Content starts
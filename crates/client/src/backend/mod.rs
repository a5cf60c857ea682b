//! Retrieval backends.
//!
//! Responsibilities:
//! - Model the closed set of backends as `Backend`, each variant holding only
//!   the parameters its protocol needs.
//! - Open a per-call session and fetch keys one by one, in declaration order.
//! - Apply the per-key failure policy: log a warning and record the key absent.
//!
//! Does NOT handle:
//! - Choosing which fragments run (see `keyscope_config::select_fragments`).
//! - Storing results (see `store`).
//!
//! Invariants:
//! - A session lives for exactly one `fetch_all` call; clients are never shared.
//! - `fetch_all` returns one slot per requested key, in request order.
//! - Each request is bounded by `min(request_timeout, deadline - now)`.

mod consul;
mod etcd;
pub(crate) mod http;
mod local;
mod remote;

use std::future::Future;
use std::path::PathBuf;
use std::time::Duration;

use secrecy::SecretString;
use tracing::{debug, warn};

use keyscope_config::{BasicAuth, Connection, LocaleSpec, ProviderKind, RetrieveSettings};

use crate::context::RetrieveContext;
use crate::error::{ClientError, Result};
use consul::ConsulSession;
use etcd::EtcdSession;
use local::LocalReader;
use remote::RemoteSession;

/// Endpoint reported for local filesystem backends without an explicit root.
const LOCAL_ENDPOINT: &str = "localhost";

/// Backend a retriever fetches its keys from.
#[derive(Debug, Clone)]
pub enum Backend {
    /// Files relative to `root`, or to the working directory when unset.
    LocalFs { root: Option<PathBuf> },
    Etcd {
        endpoint: String,
        basic_auth: Option<BasicAuth>,
    },
    Consul {
        endpoint: String,
        datacenter: Option<String>,
        token: Option<SecretString>,
        basic_auth: Option<BasicAuth>,
    },
    RemoteHttp {
        endpoint: String,
        basic_auth: Option<BasicAuth>,
    },
}

impl Backend {
    /// Build the backend for `kind` from a fragment's connection parameters.
    pub fn from_connection(kind: ProviderKind, connection: &Connection) -> Self {
        let endpoint = connection.endpoint_or_empty().trim().to_string();
        let basic_auth = connection.basic_auth.clone();
        match kind {
            ProviderKind::LocalFs => Self::LocalFs { root: None },
            ProviderKind::Etcd => Self::Etcd {
                endpoint,
                basic_auth,
            },
            ProviderKind::Consul => Self::Consul {
                endpoint,
                datacenter: connection.datacenter.clone(),
                token: connection.token.clone(),
                basic_auth,
            },
            ProviderKind::RemoteFs => Self::RemoteHttp {
                endpoint,
                basic_auth,
            },
        }
    }

    /// Local filesystem backend rooted at `root` instead of the working directory.
    pub fn local_fs_at(root: impl Into<PathBuf>) -> Self {
        Self::LocalFs {
            root: Some(root.into()),
        }
    }

    pub fn kind(&self) -> ProviderKind {
        match self {
            Self::LocalFs { .. } => ProviderKind::LocalFs,
            Self::Etcd { .. } => ProviderKind::Etcd,
            Self::Consul { .. } => ProviderKind::Consul,
            Self::RemoteHttp { .. } => ProviderKind::RemoteFs,
        }
    }

    pub fn provider(&self) -> &'static str {
        self.kind().as_str()
    }

    /// Endpoint as configured; local backends report their root or `localhost`.
    pub fn endpoint(&self) -> String {
        match self {
            Self::LocalFs { root: Some(root) } => root.display().to_string(),
            Self::LocalFs { root: None } => LOCAL_ENDPOINT.to_string(),
            Self::Etcd { endpoint, .. }
            | Self::Consul { endpoint, .. }
            | Self::RemoteHttp { endpoint, .. } => endpoint.clone(),
        }
    }

    async fn open(&self, settings: &RetrieveSettings) -> Result<Session> {
        let session = match self {
            Self::LocalFs { root } => Session::LocalFs(LocalReader::open(root.as_deref())?),
            Self::Etcd {
                endpoint,
                basic_auth,
            } => {
                let session = EtcdSession::connect(endpoint, basic_auth.as_ref(), settings).await?;
                Session::Etcd(session)
            }
            Self::Consul {
                endpoint,
                datacenter,
                token,
                basic_auth,
            } => Session::Consul(ConsulSession::connect(
                endpoint,
                datacenter.as_deref(),
                token.as_ref(),
                basic_auth.as_ref(),
                settings,
            )?),
            Self::RemoteHttp {
                endpoint,
                basic_auth,
            } => Session::RemoteHttp(RemoteSession::connect(
                endpoint,
                basic_auth.as_ref(),
                settings,
            )?),
        };
        Ok(session)
    }

    /// Fetch `keys` in order. Never fails: problems are logged and the
    /// affected keys come back as `None`.
    pub(crate) async fn fetch_all(
        &self,
        keys: &[&str],
        locale: &LocaleSpec,
        settings: &RetrieveSettings,
        ctx: &RetrieveContext,
    ) -> Vec<Option<Vec<u8>>> {
        let provider = self.provider();
        let endpoint = self.endpoint();

        if keys.is_empty() {
            return Vec::new();
        }

        let open_limit = ctx.bound(settings.dial_timeout);
        let session = match bounded(ctx, open_limit, self.open(settings)).await {
            Ok(session) => session,
            Err(error) => {
                warn!(
                    provider,
                    endpoint = %endpoint,
                    locale = %locale,
                    error = %error,
                    "Failed to open provider; all keys left absent"
                );
                return vec![None; keys.len()];
            }
        };

        let mut values = Vec::with_capacity(keys.len());
        for key in keys {
            let outcome = if ctx.is_done() {
                Err(ClientError::Cancelled)
            } else {
                let limit = ctx.bound(settings.request_timeout);
                bounded(ctx, limit, session.fetch(key)).await
            };

            match outcome {
                Ok(bytes) => {
                    debug!(provider, endpoint = %endpoint, key, len = bytes.len(), "Fetched key");
                    values.push(Some(bytes));
                }
                Err(error) => {
                    warn!(
                        provider,
                        endpoint = %endpoint,
                        locale = %locale,
                        key,
                        error = %error,
                        "Failed to fetch key; value left absent"
                    );
                    values.push(None);
                }
            }
        }

        drop(session);
        debug!(provider, endpoint = %endpoint, "Closed provider session");
        values
    }
}

/// A connected backend, owned by one `fetch_all` call.
enum Session {
    LocalFs(LocalReader),
    Etcd(EtcdSession),
    Consul(ConsulSession),
    RemoteHttp(RemoteSession),
}

impl Session {
    async fn fetch(&self, key: &str) -> Result<Vec<u8>> {
        match self {
            Self::LocalFs(reader) => reader.read(key).await,
            Self::Etcd(session) => session.get(key).await,
            Self::Consul(session) => session.get(key).await,
            Self::RemoteHttp(session) => session.get(key).await,
        }
    }
}

/// Run `fut` until it completes, `limit` elapses, or `ctx` is cancelled.
async fn bounded<T>(
    ctx: &RetrieveContext,
    limit: Duration,
    fut: impl Future<Output = Result<T>>,
) -> Result<T> {
    tokio::select! {
        _ = ctx.cancelled() => Err(ClientError::Cancelled),
        outcome = tokio::time::timeout(limit, fut) => match outcome {
            Ok(result) => result,
            Err(_) => Err(ClientError::Timeout(limit)),
        },
    }
}

#[cfg(test)]
mod tests {
    use super::*;

    fn connection(yaml: &str) -> Connection {
        serde_yaml::from_str(yaml).unwrap()
    }

    #[test]
    fn test_from_connection_covers_every_provider() {
        let conn = connection(
            "endpoint: ' localhost:8500 '\ndatacenter: dc1\ntoken: t0k\nbasicAuth: u:p",
        );
        let kinds = [
            ProviderKind::LocalFs,
            ProviderKind::Etcd,
            ProviderKind::Consul,
            ProviderKind::RemoteFs,
        ];
        for kind in kinds {
            assert_eq!(Backend::from_connection(kind, &conn).kind(), kind);
        }

        match Backend::from_connection(ProviderKind::Consul, &conn) {
            Backend::Consul {
                endpoint,
                datacenter,
                token,
                basic_auth,
            } => {
                assert_eq!(endpoint, "localhost:8500");
                assert_eq!(datacenter.as_deref(), Some("dc1"));
                assert!(token.is_some());
                assert_eq!(basic_auth.unwrap().username, "u");
            }
            other => panic!("unexpected backend: {other:?}"),
        }
    }

    #[test]
    fn test_endpoint_reporting() {
        assert_eq!(
            Backend::from_connection(ProviderKind::LocalFs, &Connection::default()).endpoint(),
            "localhost"
        );
        assert_eq!(Backend::local_fs_at("/srv/app").endpoint(), "/srv/app");
        let conn = connection("endpoint: files.internal:8080");
        assert_eq!(
            Backend::from_connection(ProviderKind::RemoteFs, &conn).endpoint(),
            "files.internal:8080"
        );
    }

    #[test]
    fn test_debug_hides_credentials() {
        let conn = connection("endpoint: h:1\ntoken: consul-secret-token\nbasicAuth: u:pw-secret");
        let backend = Backend::from_connection(ProviderKind::Consul, &conn);
        let debug = format!("{backend:?}");
        assert!(!debug.contains("consul-secret-token"));
        assert!(!debug.contains("pw-secret"));
    }

    #[tokio::test]
    async fn test_invalid_endpoint_leaves_all_keys_absent() {
        let backend = Backend::RemoteHttp {
            endpoint: "ftp://nope".to_string(),
            basic_auth: None,
        };
        let values = backend
            .fetch_all(
                &["a", "b"],
                &LocaleSpec::wildcard(),
                &RetrieveSettings::default(),
                &RetrieveContext::new(),
            )
            .await;
        assert_eq!(values, vec![None, None]);
    }

    #[tokio::test]
    async fn test_cancelled_context_skips_fetches() {
        let dir = tempfile::tempdir().unwrap();
        std::fs::write(dir.path().join("present"), b"value").unwrap();

        let ctx = RetrieveContext::new();
        ctx.cancellation_token().cancel();

        let values = Backend::local_fs_at(dir.path())
            .fetch_all(
                &["present"],
                &LocaleSpec::wildcard(),
                &RetrieveSettings::default(),
                &ctx,
            )
            .await;
        assert_eq!(values, vec![None]);
    }
}
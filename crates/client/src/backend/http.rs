//! HTTP plumbing shared by the etcd, Consul and remote file store fetchers.

use reqwest::Response;
use url::Url;

use keyscope_config::RetrieveSettings;

use crate::error::{ClientError, Result};

/// Turn a configured endpoint into a base URL without a trailing slash.
///
/// Bare `host:port` endpoints get an `http://` scheme.
pub(crate) fn normalize_endpoint(raw: &str) -> Result<String> {
    let trimmed = raw.trim();
    if trimmed.is_empty() {
        return Err(ClientError::InvalidEndpoint("endpoint is empty".to_string()));
    }

    // The scheme is decided on the untouched text; trailing slashes are only
    // stripped once the URL is known to have a host.
    let candidate = if trimmed.contains("://") {
        trimmed.to_string()
    } else {
        format!("http://{trimmed}")
    };

    let url = Url::parse(&candidate)
        .map_err(|e| ClientError::InvalidEndpoint(format!("cannot parse endpoint: {e}")))?;
    match url.scheme() {
        "http" | "https" => {}
        other => {
            return Err(ClientError::InvalidEndpoint(format!(
                "unsupported scheme '{other}'"
            )));
        }
    }
    if url.host_str().is_none_or(str::is_empty) {
        return Err(ClientError::InvalidEndpoint("endpoint has no host".to_string()));
    }

    Ok(candidate.trim_end_matches('/').to_string())
}

/// Join a base URL and a logical key.
pub(crate) fn key_url(base: &str, key: &str) -> String {
    format!("{base}/{}", key.trim_start_matches('/'))
}

/// Build a client owned by a single retrieval call.
pub(crate) fn http_client(settings: &RetrieveSettings) -> Result<reqwest::Client> {
    let client = reqwest::Client::builder()
        .connect_timeout(settings.dial_timeout)
        .timeout(settings.request_timeout)
        .build()?;
    Ok(client)
}

/// Map non-2xx responses to `ClientError::Status`.
pub(crate) fn ensure_success(response: Response) -> Result<Response> {
    let status = response.status();
    if status.is_success() {
        return Ok(response);
    }
    Err(ClientError::Status {
        status: status.as_u16(),
        url: response.url().to_string(),
    })
}
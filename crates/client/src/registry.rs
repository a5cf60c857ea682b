//! Explicit entry registry and bootstrap orchestration.
//!
//! Responsibilities:
//! - Build one entry per fragment selected for the environment.
//! - Bootstrap entries sequentially in registration order.
//! - Look entries up by name for the code that consumes secrets.
//!
//! Does NOT handle:
//! - Process-wide state. The registry is a value owned by its caller.
//!
//! Invariants:
//! - At most one entry per (entry type, name).
//! - Credential entries are registered before certificate entries.

use serde_json::json;
use tracing::{info, warn};

use keyscope_config::{BootConfig, Environment, RetrieveSettings, select_fragments};

use crate::context::RetrieveContext;
use crate::entry::{CertEntry, CredEntry};
use crate::error::Result;

/// Any entry the registry can hold.
#[derive(Debug)]
pub enum RegisteredEntry {
    Cred(CredEntry),
    Cert(CertEntry),
}

impl RegisteredEntry {
    pub fn name(&self) -> &str {
        match self {
            Self::Cred(entry) => entry.name(),
            Self::Cert(entry) => entry.name(),
        }
    }

    pub fn entry_type(&self) -> &'static str {
        match self {
            Self::Cred(entry) => entry.entry_type(),
            Self::Cert(entry) => entry.entry_type(),
        }
    }

    pub fn description(&self) -> &str {
        match self {
            Self::Cred(entry) => entry.description(),
            Self::Cert(entry) => entry.description(),
        }
    }

    pub async fn bootstrap(&mut self, ctx: &RetrieveContext) {
        match self {
            Self::Cred(entry) => entry.bootstrap(ctx).await,
            Self::Cert(entry) => entry.bootstrap(ctx).await,
        }
    }

    pub fn interrupt(&mut self) {
        match self {
            Self::Cred(entry) => entry.interrupt(),
            Self::Cert(entry) => entry.interrupt(),
        }
    }

    pub fn marshal_safe(&self) -> serde_json::Value {
        match self {
            Self::Cred(entry) => entry.marshal_safe(),
            Self::Cert(entry) => entry.marshal_safe(),
        }
    }
}

#[derive(Debug, Default)]
pub struct EntryRegistry {
    entries: Vec<RegisteredEntry>,
}

impl EntryRegistry {
    pub fn new() -> Self {
        Self::default()
    }

    /// Register an entry for every fragment that applies to `env`.
    pub fn from_boot(
        boot: &BootConfig,
        env: &Environment,
        settings: &RetrieveSettings,
    ) -> Result<Self> {
        let mut registry = Self::new();

        for fragment in select_fragments(boot.cred_fragments(), env) {
            let entry = CredEntry::from_fragment(&fragment, *settings)?;
            registry.register(RegisteredEntry::Cred(entry));
        }
        for fragment in select_fragments(boot.cert_fragments(), env) {
            let entry = CertEntry::from_fragment(&fragment, *settings);
            registry.register(RegisteredEntry::Cert(entry));
        }

        info!(
            entries = registry.len(),
            realm = %env.realm,
            region = %env.region,
            az = %env.az,
            domain = %env.domain,
            "Registered entries"
        );
        Ok(registry)
    }

    /// Add `entry`, replacing and returning an existing one of the same
    /// type and name.
    pub fn register(&mut self, entry: RegisteredEntry) -> Option<RegisteredEntry> {
        let existing = self.entries.iter().position(|e| {
            e.entry_type() == entry.entry_type() && e.name() == entry.name()
        });
        match existing {
            Some(index) => {
                warn!(
                    entry = entry.name(),
                    entry_type = entry.entry_type(),
                    "Replacing registered entry with the same name"
                );
                Some(std::mem::replace(&mut self.entries[index], entry))
            }
            None => {
                self.entries.push(entry);
                None
            }
        }
    }

    /// Bootstrap every entry once, in registration order.
    pub async fn bootstrap_all(&mut self, ctx: &RetrieveContext) {
        for entry in &mut self.entries {
            entry.bootstrap(ctx).await;
        }
    }

    pub fn interrupt_all(&mut self) {
        for entry in &mut self.entries {
            entry.interrupt();
        }
    }

    pub fn cred(&self, name: &str) -> Option<&CredEntry> {
        self.entries.iter().find_map(|entry| match entry {
            RegisteredEntry::Cred(cred) if cred.name() == name => Some(cred),
            _ => None,
        })
    }

    pub fn cert(&self, name: &str) -> Option<&CertEntry> {
        self.entries.iter().find_map(|entry| match entry {
            RegisteredEntry::Cert(cert) if cert.name() == name => Some(cert),
            _ => None,
        })
    }

    pub fn entries(&self) -> &[RegisteredEntry] {
        &self.entries
    }

    pub fn len(&self) -> usize {
        self.entries.len()
    }

    pub fn is_empty(&self) -> bool {
        self.entries.is_empty()
    }

    /// `{"cred": [..], "cert": [..]}` with presence flags only.
    pub fn marshal_safe(&self) -> serde_json::Value {
        let (cred, cert): (Vec<_>, Vec<_>) = self
            .entries
            .iter()
            .partition(|entry| matches!(entry, RegisteredEntry::Cred(_)));
        json!({
            "cred": cred.iter().map(|e| e.marshal_safe()).collect::<Vec<_>>(),
            "cert": cert.iter().map(|e| e.marshal_safe()).collect::<Vec<_>>(),
        })
    }
}

#[cfg(test)]
mod tests {
    use super::*;

    const BOOT: &str = r#"
cred:
  - name: db
    provider: localFs
    paths: [db.txt]
  - name: db
    provider: remoteFs
    locale: "prod::*::*::*"
    endpoint: files.prod:8080
    paths: [db.txt]
  - name: staging-only
    provider: localFs
    locale: "staging::*::*::*"
    paths: [x]
cert:
  local:
    - name: tls
      serverCertPath: server.pem
"#;

    fn boot() -> BootConfig {
        serde_yaml::from_str(BOOT).unwrap()
    }

    fn prod() -> Environment {
        Environment::new("prod", "us-east", "az1", "example.com")
    }

    #[test]
    fn test_from_boot_selects_most_specific_fragment() {
        let registry = EntryRegistry::from_boot(&boot(), &prod(), &RetrieveSettings::default())
            .unwrap();
        assert_eq!(registry.len(), 2);

        let db = registry.cred("db").unwrap();
        assert_eq!(db.retrievers()[0].provider(), "remoteFs");
        assert!(registry.cred("staging-only").is_none());
        assert!(registry.cert("tls").is_some());
        assert!(registry.cred("tls").is_none());
    }

    #[test]
    fn test_wildcard_fragment_used_outside_prod() {
        let env = Environment::new("dev", "", "", "");
        let registry =
            EntryRegistry::from_boot(&boot(), &env, &RetrieveSettings::default()).unwrap();
        assert_eq!(registry.cred("db").unwrap().retrievers()[0].provider(), "localFs");
    }

    #[test]
    fn test_register_replaces_same_type_and_name() {
        let mut registry = EntryRegistry::new();
        assert!(registry.register(RegisteredEntry::Cred(CredEntry::new("a"))).is_none());
        assert!(registry.register(RegisteredEntry::Cert(CertEntry::new("a"))).is_none());
        let replaced = registry.register(RegisteredEntry::Cred(
            CredEntry::new("a").with_description("second"),
        ));
        assert!(replaced.is_some());
        assert_eq!(registry.len(), 2);
        assert_eq!(registry.cred("a").unwrap().description(), "second");
    }

    #[test]
    fn test_marshal_safe_groups_by_type() {
        let registry = EntryRegistry::from_boot(&boot(), &prod(), &RetrieveSettings::default())
            .unwrap();
        let safe = registry.marshal_safe();
        assert_eq!(safe["cred"].as_array().unwrap().len(), 1);
        assert_eq!(safe["cert"][0]["name"], "tls");
    }
}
Content ends
_Work instructions:_
Looking at the listing above, count every line in which the string "Duration" appears, and give only that count.

_Output of the exercise:_
2